It is true that some Native American children were removed from their homes on reservations and placed in schools. This was primarily in the late 19th century, lasting into the early 20th century. It should be noted that conditions on reservations were pretty horrible at the time, for a number of reasons. Reservations were established on the worst pieces of land, where farming and other types of production were all but impossible. The government tried to give aid to the Indian tribes, but corrupt officials often grabbed most of the money. By the late 19th century, extreme poverty, crime, and alcoholism were running rampant on most reservations. I’m not trying to make a blanket justification for government policies here, just saying that the situation is more complex than what your post suggests. In all modern countries the government has the authority to remove children from homes under certain conditions.
The effort doesn’t seem to have succeeded, does it?

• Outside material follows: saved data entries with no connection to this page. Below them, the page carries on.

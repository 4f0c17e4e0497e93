//! Frame-by-frame run control for interactive drivers.

/// A user request received during a frame.
#[derive(Debug, Clone, Copy, PartialEq, Eq)]
pub enum Command {
    Pause,
    Resume,
    /// Advance a single tick while paused.
    Step,
    Quit,
}

/// What the driver should do this frame.
#[derive(Debug, Clone, Copy, PartialEq, Eq)]
pub enum Frame {
    Advance,
    Hold,
    Quit,
}

/// Pause/resume/step state of a running simulation.
///
/// Playback starts paused.
#[derive(Debug, Clone, Copy, PartialEq, Eq)]
pub struct Playback {
    paused: bool,
    quit: bool,
}

impl Default for Playback {
    fn default() -> Self {
        Self {
            paused: true,
            quit: false,
        }
    }
}

impl Playback {
    #[must_use]
    pub fn new() -> Self {
        Self::default()
    }

    #[must_use]
    pub fn is_paused(&self) -> bool {
        self.paused
    }

    #[must_use]
    pub fn has_quit(&self) -> bool {
        self.quit
    }

    /// Handles one frame with an optional command.
    ///
    /// Frames that pause or resume never advance, and `Step` only advances
    /// while paused. Once quit, every later frame is `Quit`.
    pub fn frame(&mut self, command: Option<Command>) -> Frame {
        if self.quit {
            return Frame::Quit;
        }

        match command {
            Some(Command::Quit) => {
                self.quit = true;
                Frame::Quit
            }
            Some(Command::Pause) => {
                self.paused = true;
                Frame::Hold
            }
            Some(Command::Resume) => {
                self.paused = false;
                Frame::Hold
            }
            Some(Command::Step) if self.paused => Frame::Advance,
            Some(Command::Step) | None => {
                if self.paused {
                    Frame::Hold
                } else {
                    Frame::Advance
                }
            }
        }
    }
}
/// Control actions supported by [`System::run`](super::System::run).
#[derive(Debug, Clone, Copy, PartialEq, Eq)]
pub enum Action {
    /// Stop the run early and return the solution so far.
    StopEarly,
}
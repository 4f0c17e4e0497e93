use super::{System, Tick};

/// Event emitted by [`System::run`] after each tick.
#[derive(Debug)]
pub struct Event<'a, M> {
    /// The tick number, starting at 1.
    pub tick: usize,

    /// The system after the tick, with every member already advanced.
    pub system: &'a System<M>,

    /// Per-member results of the tick.
    pub report: &'a Tick,
}
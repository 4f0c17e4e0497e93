//! Point masses joined by damped springs.
//!
//! State layout per node: `[x, y, vx, vy]`.
//!
//! Each node has up to two spring slots. A slot is empty, anchored at a
//! fixed point, or linked to another node whose position is read from the
//! tick's snapshot.

use glam::{DVec2, DVec3};
use kinetic_core::{Dynamics, SingularGeometry, state};
use kinetic_solvers::transient::rkf78::Config;
use uom::si::{
    acceleration::meter_per_second_squared,
    f64::{Acceleration, Length, Mass},
    length::meter,
    mass::kilogram,
};

use crate::{
    ConfigError, Entity, StepError, StepReport, System,
    error::{finite, non_negative, positive},
    system::{Member, World},
    units::{Damping, Stiffness, damping_si, stiffness_si},
};

/// The far end of a spring.
#[derive(Debug, Clone, PartialEq)]
pub enum SpringAnchor {
    /// A point fixed in the world.
    Fixed(DVec2),

    /// Another node of the same network, by name.
    Linked(String),
}

/// Physical parameters of a spring node.
#[derive(Debug, Clone, Copy, PartialEq)]
pub struct Parameters {
    pub mass: Mass,
    pub stiffness: Stiffness,
    pub damping: Damping,
    pub gravity: Acceleration,
    pub rest_length: Length,
}

impl Default for Parameters {
    fn default() -> Self {
        Self {
            mass: Mass::new::<kilogram>(1.0),
            stiffness: stiffness_si(10.0),
            damping: damping_si(0.2),
            gravity: Acceleration::new::<meter_per_second_squared>(9.8),
            rest_length: Length::new::<meter>(10.0),
        }
    }
}

impl Parameters {
    /// Sets mass in SI units (kg).
    #[must_use]
    pub fn mass_si(mut self, mass: f64) -> Self {
        self.mass = Mass::new::<kilogram>(mass);
        self
    }

    /// Sets stiffness in SI units (N/m).
    #[must_use]
    pub fn stiffness_si(mut self, stiffness: f64) -> Self {
        self.stiffness = stiffness_si(stiffness);
        self
    }

    /// Sets damping in SI units (N·s/m).
    #[must_use]
    pub fn damping_si(mut self, damping: f64) -> Self {
        self.damping = damping_si(damping);
        self
    }

    /// Sets gravity in SI units (m/s²).
    #[must_use]
    pub fn gravity_si(mut self, gravity: f64) -> Self {
        self.gravity = Acceleration::new::<meter_per_second_squared>(gravity);
        self
    }

    /// Sets rest length in SI units (m).
    #[must_use]
    pub fn rest_length_si(mut self, rest_length: f64) -> Self {
        self.rest_length = Length::new::<meter>(rest_length);
        self
    }
}

/// Spring, damping, and gravity forces acting on one node.
#[derive(Debug, Clone, Copy, PartialEq)]
pub struct Spring {
    mass: f64,
    stiffness: f64,
    damping: f64,
    gravity: f64,
    rest_length: f64,
}

impl Spring {
    /// # Errors
    ///
    /// Returns an error if mass or rest length is not positive, if stiffness
    /// or damping is negative, or if any value is not finite.
    pub fn new(parameters: Parameters) -> Result<Self, ConfigError> {
        Ok(Self {
            mass: positive("mass", parameters.mass.value)?,
            stiffness: non_negative("stiffness", parameters.stiffness.value)?,
            damping: non_negative("damping", parameters.damping.value)?,
            gravity: finite("gravity", parameters.gravity.value)?,
            rest_length: positive("rest length", parameters.rest_length.value)?,
        })
    }

    #[must_use]
    pub fn rest_length(&self) -> f64 {
        self.rest_length
    }

    /// Force exerted on a node at `position` by a spring to `anchor`.
    fn tension(&self, position: DVec2, anchor: DVec2) -> Result<DVec2, SingularGeometry> {
        let d = position - anchor;
        let length = d.length();
        if length == 0.0 {
            return Err(SingularGeometry::ZeroLengthSpring);
        }
        Ok(-self.stiffness * (length - self.rest_length) * d / length)
    }
}

impl Dynamics<4> for Spring {
    /// Resolved anchor positions; `None` contributes no force.
    type Neighbors = [Option<DVec2>; 2];
    type Error = SingularGeometry;

    fn derivative(
        &self,
        _time: f64,
        y: &[f64; 4],
        anchors: &[Option<DVec2>; 2],
    ) -> Result<[f64; 4], SingularGeometry> {
        let position = state::vec2_at(y, 0);
        let velocity = state::vec2_at(y, 2);

        let mut force = DVec2::new(0.0, -self.mass * self.gravity) - self.damping * velocity;
        for anchor in anchors.iter().flatten() {
            force += self.tension(position, *anchor)?;
        }

        let acceleration = force / self.mass;
        Ok([velocity.x, velocity.y, acceleration.x, acceleration.y])
    }

    fn position(&self, y: &[f64; 4]) -> DVec3 {
        state::vec2_at(y, 0).extend(0.0)
    }
}

/// A node of a spring network.
#[derive(Debug, Clone)]
pub struct SpringNode {
    entity: Entity<Spring, 4>,
    anchors: [Option<SpringAnchor>; 2],
}

impl SpringNode {
    /// Creates a node with both spring slots empty.
    #[must_use]
    pub fn new(spring: Spring) -> Self {
        Self {
            entity: Entity::new(spring),
            anchors: [None, None],
        }
    }

    #[must_use]
    pub fn with_anchors(mut self, anchors: [Option<SpringAnchor>; 2]) -> Self {
        self.anchors = anchors;
        self
    }

    /// Replaces the integrator configuration.
    ///
    /// The node must be set up again afterwards.
    #[must_use]
    pub fn with_config(mut self, config: Config) -> Self {
        self.entity = self.entity.with_config(config);
        self
    }

    /// Places the node, discarding integrator history.
    ///
    /// # Errors
    ///
    /// Returns an error if any value is not finite.
    pub fn setup(&mut self, position: DVec2, velocity: DVec2, time: f64) -> Result<(), ConfigError> {
        self.entity
            .setup([position.x, position.y, velocity.x, velocity.y], time)
    }

    #[must_use]
    pub fn anchors(&self) -> &[Option<SpringAnchor>; 2] {
        &self.anchors
    }

    #[must_use]
    pub fn position(&self) -> DVec2 {
        state::vec2_at(self.entity.state(), 0)
    }

    #[must_use]
    pub fn velocity(&self) -> DVec2 {
        state::vec2_at(self.entity.state(), 2)
    }

    #[must_use]
    pub fn entity(&self) -> &Entity<Spring, 4> {
        &self.entity
    }

    /// Looks up the current position of each anchor.
    fn resolve(&self, world: &World<'_, DVec2>) -> Result<[Option<DVec2>; 2], StepError> {
        let mut resolved = [None; 2];
        for (slot, anchor) in resolved.iter_mut().zip(&self.anchors) {
            *slot = match anchor {
                None => None,
                Some(SpringAnchor::Fixed(point)) => Some(*point),
                Some(SpringAnchor::Linked(name)) => Some(*world.require(name)?),
            };
        }
        Ok(resolved)
    }
}

impl Member for SpringNode {
    type Snapshot = DVec2;

    fn snapshot(&self) -> DVec2 {
        self.position()
    }

    fn step(&mut self, dt: f64, world: &World<'_, DVec2>) -> Result<StepReport, StepError> {
        let anchors = self.resolve(world)?;
        self.entity.step(dt, &anchors)
    }
}

/// A network of spring-coupled nodes.
pub type SpringNetwork = System<SpringNode>;

/// Checks that every linked anchor names a node of the network.
///
/// # Errors
///
/// Returns [`ConfigError::UnknownLink`] for the first dangling link.
pub fn validate_links(network: &SpringNetwork) -> Result<(), ConfigError> {
    for (node, spring_node) in network.iter() {
        for anchor in spring_node.anchors().iter().flatten() {
            if let SpringAnchor::Linked(target) = anchor {
                if network.get(target).is_none() {
                    return Err(ConfigError::UnknownLink {
                        node: node.to_owned(),
                        target: target.clone(),
                    });
                }
            }
        }
    }
    Ok(())
}
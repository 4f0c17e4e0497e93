//! Core traits and types for the Kinetic framework.
//!
//! This crate defines the shared abstractions that integrators, entities, and
//! observers build on:
//!
//! - [`Dynamics`] — a pure derivative function over a fixed-length state vector
//! - [`CollisionPolicy`] — a discrete-event detector and corrector applied
//!   after each integration step
//! - [`Observer`] — receives run events and optionally returns control actions
//! - [`SingularGeometry`] — the failure raised when a derivative would divide
//!   by a vanishing length
//! - [`state`] — helpers for reading and writing contiguous state blocks

mod collision;
mod dynamics;
mod geometry;
mod observer;
pub mod state;

pub use collision::{CollisionPolicy, Correction};
pub use dynamics::Dynamics;
pub use geometry::SingularGeometry;
pub use observer::Observer;
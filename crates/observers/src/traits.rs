//! Capability traits for cross-model observers.
//!
//! These traits abstract over run-specific event and action types, so an
//! observer can be written once and reused across systems of different
//! members.
//!
//! # Event traits
//!
//! - [`HasElapsed`] — events that carry the simulation time
//! - [`HasFailures`] — events that report per-member step failures
//!
//! # Action traits
//!
//! - [`CanStopEarly`] — actions that can signal early termination
//!
//! # Example
//!
//! ```rust
//! use kinetic_core::Observer;
//! use kinetic_observers::traits::{CanStopEarly, HasElapsed};
//!
//! struct StopAt {
//!     time: f64,
//! }
//!
//! impl<E: HasElapsed, A: CanStopEarly> Observer<E, A> for StopAt {
//!     fn observe(&mut self, event: &E) -> Option<A> {
//!         (event.elapsed() >= self.time).then(A::stop_early)
//!     }
//! }
//! ```

use kinetic_models::system::{self, Member};

/// An event that carries the simulation time.
pub trait HasElapsed {
    /// Returns the simulation time after the event, in seconds.
    fn elapsed(&self) -> f64;
}

/// An event that reports per-member step failures.
pub trait HasFailures {
    /// Returns the number of members that failed to step.
    fn failure_count(&self) -> usize;
}

/// An action type that can signal early termination.
pub trait CanStopEarly {
    /// Returns the action that stops the run early.
    fn stop_early() -> Self;
}

// --- system::Event ---

impl<M: Member> HasElapsed for system::Event<'_, M> {
    fn elapsed(&self) -> f64 {
        self.system.elapsed()
    }
}

impl<M> HasFailures for system::Event<'_, M> {
    fn failure_count(&self) -> usize {
        self.report.failures().count()
    }
}

// --- CanStopEarly impls ---

impl CanStopEarly for system::Action {
    fn stop_early() -> Self {
        Self::StopEarly
    }
}
//! Solvers for transient problems, advancing a state vector through time.
//!
//! A [`Dynamics`] value maps `(time, state, neighbors)` to a rate vector.
//! Solvers in this module own the state and clock and move them forward.
//!
//! # Solvers
//!
//! - [`rkf78`] — adaptive, embedded order-8 integrator with per-call history
//!   that is discarded on reinitialization
//!
//! [`Dynamics`]: kinetic_core::Dynamics

pub mod rkf78;
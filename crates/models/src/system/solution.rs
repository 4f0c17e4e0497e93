/// Indicates how a run terminated.
#[derive(Debug, Clone, Copy, PartialEq, Eq)]
pub enum Status {
    /// Completed all requested ticks.
    Complete,

    /// Stopped early due to an observer action.
    StoppedByObserver,
}

/// The result of [`System::run`](super::System::run).
#[derive(Debug, Clone, Copy, PartialEq, Eq)]
pub struct Solution {
    /// How the run terminated.
    pub status: Status,

    /// Number of ticks completed.
    pub ticks: usize,
}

You should probably put that website next to Stormfront on the list of online hate sites that aren’t trustworthy sources of information. The inaccuracies are quite obvious. Just starting from the bottom of the list, the claim that Catholic clergy took part in the Rwanda massacres is backed up by a supposed transcript of a foreign broadcast from years after the fact, entire dependent on those good old unnamed witnesses, which lodges charges against “a Catholic priest” and “two nuns” but can’t even name them, etc… Before that the article on Vietnam provides no evidence for most of its assertions. It even praises the Ho Chi Minh government as “freedom fighters” (!) who supported religious freedom (!!) when they were really the same as any other Marxist tyrants. Censorship, religious oppression, torture, and "re-education were the norm in North Vietnam just as in Mao’s China and Stalin’s Russia. Also note that there the reference is “MW”, but nothing is listed in the references for “MW”, so there really isn’t a source. And the same is true for many of their other claims.